Identify other activities you love and increase them, like exercise or spending time with friends.
“We need another outlet to fill the void that alcohol leaves,” says Murphy.
Find your people
You are more likely to successfully abstain from alcohol if you have support. “Tell as many of your friends and family members (who it feels safe to) as you can about this,” Murphy says.
It also helps to connect with others who share your goal. In-person support meetings have become difficult to gain access to in the pandemic, but help has proliferated online. Free sobriety support communities with virtual meetings include Alcoholics Anonymous, SMART Recovery, the She Recovers Foundation, In The Rooms, Eight Step Recovery, Refuge Recovery, Recovery Dharma, and LifeRing, among others. Good lighting and charisma are not required or expected; join from your phone while walking in a park or sitting in your car.
“I go to two meetings a day now,” says Braunwyn Windham-Burke, a reality TV star whose sobriety journey is playing out on Season 15 of The Real Housewives of Orange County. “It’s so easy, because it’s in my bedroom.”
One Tempest member, Valentine Darling, 32, of Olympia, Washington, finds virtual meetings to be more LGBTQ-friendly as well: “I feel safe sitting next to my house plants, so I’m more fully present and I’m also more authentically me – I wear dresses and express my gender queerness without worrying that anyone will follow me home.”
Many organisations have meetings specifically for people of colour, certain age groups or even professions. Ben’s Friends is a sobriety support group geared towards restaurant workers. “We speak a common language in restaurants,” says Steve Palmer, one of the group’s founders. “You find out that, ‘OK, he’s a line cook. She’s a bartender. These are my people.’”
Understand what recovery means for you
If your month of sobriety was relatively easy to accomplish, then simply consider it a reset. But if you’re having trouble sticking to your plan, you might need more than group meetings. You may have AUD, which is a disease, not a moral failing, and it requires treatment like any illness. The most effective form of recovery usually involves long-term behavioural therapies and community support as well as medication, if needed.
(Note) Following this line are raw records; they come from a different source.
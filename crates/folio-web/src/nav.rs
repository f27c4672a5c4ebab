use folio_core::{NavController, ScrollState, Section};
use leptos::prelude::*;

use crate::dom::{self, DomViewport};
use crate::motion::MotionHandle;

/// Navigation state shared by the navbar and every in-page link
#[derive(Clone, Copy)]
pub struct Navigation {
    controller: StoredValue<NavController, LocalStorage>,
    state: RwSignal<ScrollState>,
    motion: MotionHandle,
}

impl Navigation {
    pub fn new(controller: NavController, motion: MotionHandle) -> Self {
        let state = RwSignal::new(controller.state().clone());
        Self {
            controller: StoredValue::new_local(controller),
            state,
            motion,
        }
    }

    /// Recompute from the live scroll position
    pub fn on_scroll(self) {
        let Some(viewport) = DomViewport::current() else {
            return;
        };
        let now = dom::now();
        if let Some(state) = self
            .controller
            .try_update_value(|c| c.on_scroll(&viewport, now))
            .flatten()
        {
            self.state.set(state);
        }
    }

    /// Highlight `id` now and scroll it under the header
    pub fn go(self, id: &str) {
        self.go_with(id, None);
    }

    /// [`Navigation::go`] with a scroll length other than the navbar's
    pub fn go_with(self, id: &str, seconds: Option<f64>) {
        let Some(viewport) = DomViewport::current() else {
            return;
        };
        let now = dom::now();
        let scroll = self
            .controller
            .try_update_value(|c| c.navigate(id, &viewport, now))
            .flatten();
        if let Some(mut scroll) = scroll {
            if let Some(seconds) = seconds {
                scroll = scroll.with_duration(seconds);
            }
            self.sync();
            self.motion.scroll(scroll);
        }
    }

    /// Follow the URL fragment the page was opened with
    pub fn go_to_fragment(self, fragment: &str) {
        let target = self
            .controller
            .try_with_value(|c| c.sections().parse_fragment(fragment).map(str::to_string))
            .flatten();
        if let Some(id) = target {
            self.go(&id);
        }
    }

    pub fn is_active(self, id: &str) -> bool {
        self.state.with(|s| s.active == id)
    }

    pub fn scrolled(self) -> bool {
        self.state.with(|s| s.scrolled)
    }

    pub fn sections(self) -> Vec<Section> {
        self.controller
            .try_with_value(|c| c.sections().iter().cloned().collect())
            .unwrap_or_default()
    }

    fn sync(self) {
        if let Some(state) = self.controller.try_with_value(|c| c.state().clone()) {
            self.state.set(state);
        }
    }
}

pub fn use_navigation() -> Navigation {
    expect_context::<Navigation>()
}

#[component]
pub fn Navbar(brand: String) -> impl IntoView {
    let nav = use_navigation();
    let (menu_open, set_menu_open) = signal(false);

    let links = nav
        .sections()
        .into_iter()
        .map(|section| {
            let id = section.id.clone();
            let active_id = section.id.clone();
            view! {
                <li>
                    <button
                        class=move || if nav.is_active(&active_id) { "nav-link active" } else { "nav-link" }
                        on:click=move |_| {
                            set_menu_open.set(false);
                            nav.go(&id);
                        }
                    >
                        {section.label}
                    </button>
                </li>
            }
        })
        .collect_view();

    view! {
        <nav class=move || if nav.scrolled() { "navbar scrolled" } else { "navbar" }>
            <div class="nav-inner">
                <button class="nav-brand" on:click=move |_| nav.go("hero")>
                    {brand}
                </button>
                <button
                    class="nav-toggle"
                    aria-label="Toggle navigation"
                    on:click=move |_| set_menu_open.update(|open| *open = !*open)
                >
                    {move || if menu_open.get() { "✕" } else { "☰" }}
                </button>
                <ul class=move || if menu_open.get() { "nav-links open" } else { "nav-links" }>
                    {links}
                </ul>
            </div>
        </nav>
    }
}
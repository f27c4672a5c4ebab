use std::collections::HashMap;

/// Document-space position of a section: distance from the top of the page
/// and laid-out height.
#[derive(Debug, Clone, Copy, PartialEq)]
pub struct Bounds {
    pub top: f64,
    pub height: f64,
}

/// Viewport-relative edges of an element, as a bounding client rect reports them.
#[derive(Debug, Clone, Copy, PartialEq)]
pub struct Rect {
    pub top: f64,
    pub bottom: f64,
}

/// Read-only access to the rendering surface.
///
/// The scroll tracker, the navigation controller and the animation triggers
/// only ever see the page through this trait, so tests and the CLI can swap
/// in a synthetic layout.
pub trait ViewportObserver {
    /// Current vertical scroll offset in pixels
    fn scroll_offset(&self) -> f64;

    /// Height of the visible area in pixels
    fn viewport_height(&self) -> f64;

    /// Layout of the section with this id, `None` while it is not mounted
    fn section_bounds(&self, id: &str) -> Option<Bounds>;

    /// Bounding rect of an arbitrary element, `None` while it is not mounted
    fn target_rect(&self, id: &str) -> Option<Rect>;
}

/// In-memory page layout.
#[derive(Debug, Clone, Default)]
pub struct StaticViewport {
    offset: f64,
    height: f64,
    elements: HashMap<String, Bounds>,
    order: Vec<String>,
}

impl StaticViewport {
    pub fn new(viewport_height: f64) -> Self {
        Self {
            height: viewport_height,
            ..Self::default()
        }
    }

    /// Lay sections out one after another starting at the top of the page
    pub fn stacked(sections: &[(&str, f64)], viewport_height: f64) -> Self {
        let mut viewport = Self::new(viewport_height);
        let mut top = 0.0;
        for (id, height) in sections {
            viewport.place(id, top, *height);
            top += height;
        }
        viewport
    }

    /// Place (or move) an element at a document position
    pub fn place(&mut self, id: &str, top: f64, height: f64) {
        if !self.elements.contains_key(id) {
            self.order.push(id.to_string());
        }
        self.elements.insert(id.to_string(), Bounds { top, height });
    }

    /// Remove an element, as if it were unmounted
    pub fn remove(&mut self, id: &str) {
        self.elements.remove(id);
        self.order.retain(|existing| existing != id);
    }

    pub fn scroll_to(&mut self, offset: f64) {
        self.offset = offset.max(0.0);
    }

    /// Total document height covered by placed elements
    pub fn document_height(&self) -> f64 {
        self.elements
            .values()
            .map(|b| b.top + b.height)
            .fold(0.0, f64::max)
    }

    /// Ids in placement order
    pub fn ids(&self) -> impl Iterator<Item = &str> {
        self.order.iter().map(String::as_str)
    }
}

impl ViewportObserver for StaticViewport {
    fn scroll_offset(&self) -> f64 {
        self.offset
    }

    fn viewport_height(&self) -> f64 {
        self.height
    }

    fn section_bounds(&self, id: &str) -> Option<Bounds> {
        self.elements.get(id).copied()
    }

    fn target_rect(&self, id: &str) -> Option<Rect> {
        self.elements.get(id).map(|b| Rect {
            top: b.top - self.offset,
            bottom: b.top + b.height - self.offset,
        })
    }
}
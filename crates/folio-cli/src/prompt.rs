use anyhow::{Context, Result};
use console::style;
use dialoguer::{Input, Select, theme::ColorfulTheme};
use std::env;
use std::sync::Mutex;

/// Enables the scripted prompter
pub const TEST_MODE_ENV: &str = "FOLIO_TEST_MODE";
/// Comma-separated menu indices for the scripted prompter
pub const MOCK_SELECT_ENV: &str = "FOLIO_MOCK_SELECT";
/// Comma-separated text answers for the scripted prompter; empty entries are kept
pub const MOCK_INPUT_ENV: &str = "FOLIO_MOCK_INPUT";

pub trait Prompter {
    fn select(&self, prompt: &str, items: &[&str], default: usize) -> Result<usize>;
    fn input(&self, prompt: &str) -> Result<String>;
}

/// Prompter for the current run: scripted under test mode, interactive otherwise
pub fn from_env() -> Box<dyn Prompter> {
    if env::var(TEST_MODE_ENV).is_ok_and(|v| v == "1") {
        let select = env::var(MOCK_SELECT_ENV).unwrap_or_default();
        let input = env::var(MOCK_INPUT_ENV).unwrap_or_default();
        Box::new(TestPrompter::new(&select, &input))
    } else {
        Box::new(RealPrompter)
    }
}

pub struct RealPrompter;

impl Prompter for RealPrompter {
    fn select(&self, prompt: &str, items: &[&str], default: usize) -> Result<usize> {
        Select::with_theme(&theme())
            .with_prompt(prompt)
            .items(items)
            .default(default)
            .interact()
            .context("Failed to interact with select prompt")
    }

    fn input(&self, prompt: &str) -> Result<String> {
        Input::<String>::with_theme(&theme())
            .with_prompt(prompt)
            .allow_empty(true)
            .interact_text()
            .context("Failed to read input")
    }
}

pub struct TestPrompter {
    select_responses: Mutex<Vec<usize>>,
    input_responses: Mutex<Vec<String>>,
}

impl TestPrompter {
    pub fn new(select_csv: &str, input_csv: &str) -> Self {
        let select_responses = select_csv
            .split(',')
            .filter_map(|s| s.trim().parse::<usize>().ok())
            .collect::<Vec<_>>();

        // Blank answers matter here: they are how a test leaves a field empty
        let input_responses = if input_csv.is_empty() {
            Vec::new()
        } else {
            input_csv.split(',').map(|s| s.trim().to_string()).collect()
        };

        Self {
            select_responses: Mutex::new(select_responses),
            input_responses: Mutex::new(input_responses),
        }
    }
}

impl Prompter for TestPrompter {
    fn select(&self, prompt: &str, items: &[&str], _default: usize) -> Result<usize> {
        let mut responses = self
            .select_responses
            .lock()
            .map_err(|_| anyhow::anyhow!("mock select responses poisoned"))?;
        if responses.is_empty() {
            anyhow::bail!("No more mock select responses for prompt: {}", prompt);
        }
        let response = responses.remove(0);
        if response >= items.len() {
            anyhow::bail!(
                "Mock select response {} out of bounds for prompt: {}",
                response,
                prompt
            );
        }
        Ok(response)
    }

    fn input(&self, prompt: &str) -> Result<String> {
        let mut responses = self
            .input_responses
            .lock()
            .map_err(|_| anyhow::anyhow!("mock input responses poisoned"))?;
        if responses.is_empty() {
            anyhow::bail!("No more mock input responses for prompt: {}", prompt);
        }
        Ok(responses.remove(0))
    }
}

fn theme() -> ColorfulTheme {
    ColorfulTheme {
        active_item_style: console::Style::new().bold(),
        active_item_prefix: style("▸ ".to_string()).bold(),
        inactive_item_prefix: style("  ".to_string()),
        ..ColorfulTheme::default()
    }
}
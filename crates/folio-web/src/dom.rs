//! Browser implementations of the viewport and stage seams.

use std::collections::HashMap;

use folio_core::{Bounds, Property, Props, Rect, Stage, ViewportObserver};
use tracing::trace;
use wasm_bindgen::JsCast;
use web_sys::{Document, HtmlElement, Window};

/// Reads scroll position and layout from the live document
pub struct DomViewport {
    window: Window,
    document: Document,
}

impl DomViewport {
    pub fn current() -> Option<Self> {
        let window = web_sys::window()?;
        let document = window.document()?;
        Some(Self { window, document })
    }

    fn client_rect(&self, id: &str) -> Option<web_sys::DomRect> {
        self.document
            .get_element_by_id(id)
            .map(|el| el.get_bounding_client_rect())
    }
}

impl ViewportObserver for DomViewport {
    fn scroll_offset(&self) -> f64 {
        self.window.scroll_y().unwrap_or(0.0)
    }

    fn viewport_height(&self) -> f64 {
        self.window
            .inner_height()
            .ok()
            .and_then(|h| h.as_f64())
            .unwrap_or(0.0)
    }

    fn section_bounds(&self, id: &str) -> Option<Bounds> {
        let rect = self.client_rect(id)?;
        Some(Bounds {
            top: rect.top() + self.scroll_offset(),
            height: rect.height(),
        })
    }

    fn target_rect(&self, id: &str) -> Option<Rect> {
        let rect = self.client_rect(id)?;
        Some(Rect {
            top: rect.top(),
            bottom: rect.bottom(),
        })
    }
}

/// Writes animated values as inline styles on the element with the target id
#[derive(Default)]
pub struct DomStage {
    values: HashMap<String, Props>,
}

impl DomStage {
    pub fn new() -> Self {
        Self::default()
    }
}

impl Stage for DomStage {
    fn apply(&mut self, target: &str, props: &Props) -> bool {
        let Some(element) = web_sys::window()
            .and_then(|w| w.document())
            .and_then(|d| d.get_element_by_id(target))
            .and_then(|el| el.dyn_into::<HtmlElement>().ok())
        else {
            return false;
        };

        let current = self.values.entry(target.to_string()).or_default();
        current.merge(props);

        let style = element.style();
        for (name, value) in css_declarations(current) {
            if let Err(e) = style.set_property(name, &value) {
                trace!(target_id = target, property = name, ?e, "style write failed");
            }
        }
        true
    }
}

/// CSS declarations for a full set of animated values.
///
/// Translation and scale share the `transform` property, so both are always
/// written together.
pub fn css_declarations(props: &Props) -> Vec<(&'static str, String)> {
    let mut out = Vec::new();

    let moves = [Property::X, Property::Y, Property::Scale]
        .into_iter()
        .any(|p| props.contains(p));
    if moves {
        let value = |p: Property| props.get(p).unwrap_or_else(|| p.rest_value());
        out.push((
            "transform",
            format!(
                "translate3d({}px, {}px, 0) scale({})",
                round(value(Property::X)),
                round(value(Property::Y)),
                round(value(Property::Scale))
            ),
        ));
    }
    if let Some(opacity) = props.get(Property::Opacity) {
        out.push(("opacity", round(opacity.clamp(0.0, 1.0)).to_string()));
    }
    if let Some(width) = props.get(Property::Width) {
        out.push(("width", format!("{}%", round(width))));
    }
    out
}

fn round(value: f64) -> f64 {
    (value * 1000.0).round() / 1000.0
}

/// Seconds since page load
pub fn now() -> f64 {
    web_sys::window()
        .and_then(|w| w.performance())
        .map(|p| p.now() / 1000.0)
        .unwrap_or(0.0)
}

pub fn scroll_window_to(offset: f64) {
    if let Some(window) = web_sys::window() {
        window.scroll_to_with_x_and_y(0.0, offset);
    }
}

/// The URL fragment including its `#`, if any
pub fn location_hash() -> Option<String> {
    web_sys::window()
        .and_then(|w| w.location().hash().ok())
        .filter(|hash| !hash.is_empty())
}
The NIAAA navigator can help you find the right treatment for you. The Substance Abuse and Mental Health Services Administration at the Department of Health and Human Services also has an online treatment locator.
Be flexible
If you decide you want to maintain your sobriety long-term, understand that treatment plans may vary over time. “The same practices that helped you quit drinking might not keep you sober later on,” Whitaker says. Maybe you’ve unlocked a trauma along the way, maybe you’re going through a divorce, or maybe you’re living in the midst of a pandemic.
You haven’t done anything wrong; you just need a fresh set of tools.
Murphy recommends continuing to keep a log of alcohol use. Apps like DrinkControl and Drinks Meter can help, but even using a pen and paper to make note of any benefits you see can keep your momentum going. When you backslide, make note of that — and how you feel about it.
It probably took a long time to develop your current relationship with alcohol. Changing it will require sustained effort and might take several attempts. If the first one doesn’t last, Koob says, don’t judge yourself harshly. Just try again.